STATE OF FLORIDA
DIVISION OF ADMINISTRATIVE HEARINGS
DEPARTMENT OF HEALTH, )
BOARD OF NURSING, )
)
Petitioner, )
)
vs. ) Case No. 02-0397PL
)
HEIDI HOWARD, )
)
Respondent. )
________________________________)
RECOMMENDED ORDER
Pursuant to notice, a formal hearing was held in this case on June 27, 2002, in Jacksonville, Florida, before Donald R. Alexander, the assigned Administrative Law Judge of the Division of Administrative Hearings.
APPEARANCES
For Petitioner: Michael T. Flury, Esquire
Department of Health
Division of Medical Quality Assurance 4052 Bald Cypress Way, Bin C-65 Tallahassee, Florida 32399-3265
For Respondent: Heidi Howard, pro se
5321 Ogilvie Lane
St.

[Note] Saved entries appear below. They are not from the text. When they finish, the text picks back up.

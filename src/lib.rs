pub mod aggregate;
pub mod backend;
pub mod config;
pub mod model;
pub mod mutation;
pub mod normalize;
pub mod notify;
pub mod realtime;
pub mod view;
use crate::model::{IncidentStatus, ServiceStatus};

/// Backend status codes accepted for services. Anything else is operational.
const SERVICE_STATUS_TABLE: &[(&str, ServiceStatus)] = &[
    ("operational", ServiceStatus::Operational),
    ("degraded", ServiceStatus::Degraded),
    ("degraded_performance", ServiceStatus::Degraded),
    ("partial_outage", ServiceStatus::PartialOutage),
    ("major_outage", ServiceStatus::MajorOutage),
    ("outage", ServiceStatus::MajorOutage),
];

const INCIDENT_STATUS_TABLE: &[(&str, IncidentStatus)] = &[
    ("investigating", IncidentStatus::Investigating),
    ("identified", IncidentStatus::Identified),
    ("monitoring", IncidentStatus::Monitoring),
    ("resolved", IncidentStatus::Resolved),
];

pub const DEFAULT_SERVICE_STATUS: ServiceStatus = ServiceStatus::Operational;
pub const DEFAULT_INCIDENT_STATUS: IncidentStatus = IncidentStatus::Investigating;

/// `"Partial Outage"`, `"partial-outage"` and `"PARTIAL_OUTAGE"` all become
/// `"partial_outage"`.
fn canonical_code(raw: &str) -> String {
    raw.trim()
        .chars()
        .map(|c| match c {
            ' ' | '-' => '_',
            c => c.to_ascii_lowercase(),
        })
        .collect()
}

fn lookup<T: Copy>(table: &[(&str, T)], raw: &str) -> Option<T> {
    let code = canonical_code(raw);
    table
        .iter()
        .find(|(name, _)| *name == code)
        .map(|(_, status)| *status)
}

pub fn service_status(raw: Option<&str>) -> ServiceStatus {
    match raw.and_then(|raw| lookup(SERVICE_STATUS_TABLE, raw)) {
        Some(status) => status,
        None => {
            if let Some(raw) = raw {
                log::debug!("Unknown service status {raw:?}, using {DEFAULT_SERVICE_STATUS}");
            }
            DEFAULT_SERVICE_STATUS
        }
    }
}

pub fn incident_status(raw: Option<&str>) -> IncidentStatus {
    match raw.and_then(|raw| lookup(INCIDENT_STATUS_TABLE, raw)) {
        Some(status) => status,
        None => {
            if let Some(raw) = raw {
                log::debug!("Unknown incident status {raw:?}, using {DEFAULT_INCIDENT_STATUS}");
            }
            DEFAULT_INCIDENT_STATUS
        }
    }
}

Augustine, Florida 32086-5619 STATEMENT OF THE ISSUE
The issue is whether Respondent's license as a registered nurse should be disciplined for the reasons given in the Administrative Complaint.
PRELIMINARY STATEMENT
This matter began on July 16, 2001, when Petitioner, Department of Health, on behalf of the Board of Nursing, issued an Administrative Complaint alleging that Respondent, Heidi Howard, then known as Heidi Howard Hamby, a licensed registered nurse, had violated Section 464.018(1)(h), Florida Statutes (2000), by engaging in unprofessional conduct and failing to conform to the minimal acceptable standards of prevailing nursing practice while working at a hospital in Jacksonville, Florida, in November 2000.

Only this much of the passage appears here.